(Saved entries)
::::

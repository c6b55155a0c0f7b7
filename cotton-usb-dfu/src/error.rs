use crate::protocol::DfuState;
use crate::transport::TransportError;

/// Errors which can arise while driving a DFU device
///
/// Transport-level failures are carried as their
/// [`TransportError`](crate::transport::TransportError) variant rather
/// than as text, so callers (and this crate's own manifestation code)
/// can filter on the cause.
#[cfg_attr(feature = "defmt", derive(defmt::Format))]
#[cfg_attr(feature = "std", derive(Debug))]
#[derive(Copy, Clone, PartialEq, Eq)]
#[non_exhaustive]
pub enum Error {
    /// The underlying control transfer failed.
    Transport(TransportError),

    /// Operation issued before `connect`, or after `close` or an
    /// unexpected disconnect.
    NotConnected,

    /// The session's candidate list has no entry at this index.
    InterfaceNotFound(usize),

    /// A descriptor failed to parse; the payload names the field or
    /// record at fault.
    MalformedDescriptor(&'static str),

    /// A DfuSe memory-map string failed to parse.
    MalformedMemoryMap(&'static str),

    /// The device reported a non-OK status (or an unexpected state) at
    /// the named phase of the protocol.
    Protocol {
        state: DfuState,
        status: u8,
        phase: &'static str,
    },

    /// A DfuSe operation targeted an address outside the memory map.
    AddressOutOfMap(u32),

    /// A DfuSe operation was attempted but no memory map was parsed.
    NoMemoryMap,

    /// A wait (disconnect, manifestation) did not complete in time.
    Timeout(&'static str),

    /// The caller cancelled the operation; the device was aborted back
    /// towards idle.
    Cancelled,
}

impl From<TransportError> for Error {
    fn from(e: TransportError) -> Self {
        Error::Transport(e)
    }
}
enum Engine {
    Plain,
    DfuSe {
        map: MemoryMap,
        start_address: Option<u32>,
    },
}

struct Connection {
    selection: InterfaceSelection,
    functional: FunctionalDescriptor,
    engine: Engine,
}

const LANGID_ENGLISH_US: u16 = 0x0409;

/// How often `wait_disconnected` re-checks the link
const DISCONNECT_POLL_MS: u32 = 100;

/// A firmware-upgrade session with one USB device
///
/// Lifecycle: [`init`](Session::init) enumerates the DFU-capable
/// alternate settings, [`connect`](Session::connect) opens one and
/// picks an engine (plain DFU 1.1, or DfuSe when the functional
/// descriptor says 0x011A and the interface protocol is 0x02), then
/// [`read`](Session::read) and [`write`](Session::write) move
/// firmware. The session owns the interface claim until
/// [`close`](Session::close).
///
/// Exactly one operation may be in flight at a time; the `&mut self`
/// receivers enforce that for safe callers.
pub struct Session<T: ControlTransport, E: EventSink = NullEventSink> {
    transport: T,
    options: SessionOptions,
    events: E,
    interfaces: Vec<InterfaceSelection>,
    connection: Option<Connection>,
    closed: bool,
    cancel: CancelToken,
    link_state: Rc<Cell<LinkState>>,
    hook_registered: bool,
    disconnect_announced: bool,
}

impl<T: ControlTransport> Session<T, NullEventSink> {
    pub fn new(transport: T) -> Self {
        Self::with_events(transport, SessionOptions::default(), NullEventSink)
    }

    pub fn with_options(transport: T, options: SessionOptions) -> Self {
        Self::with_events(transport, options, NullEventSink)
    }
}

::::

» **Action item**
Scan the entries above for the string "InterfaceSelection" and copy each line containing it.

» **Output below**
    selection: InterfaceSelection,
    interfaces: Vec<InterfaceSelection>,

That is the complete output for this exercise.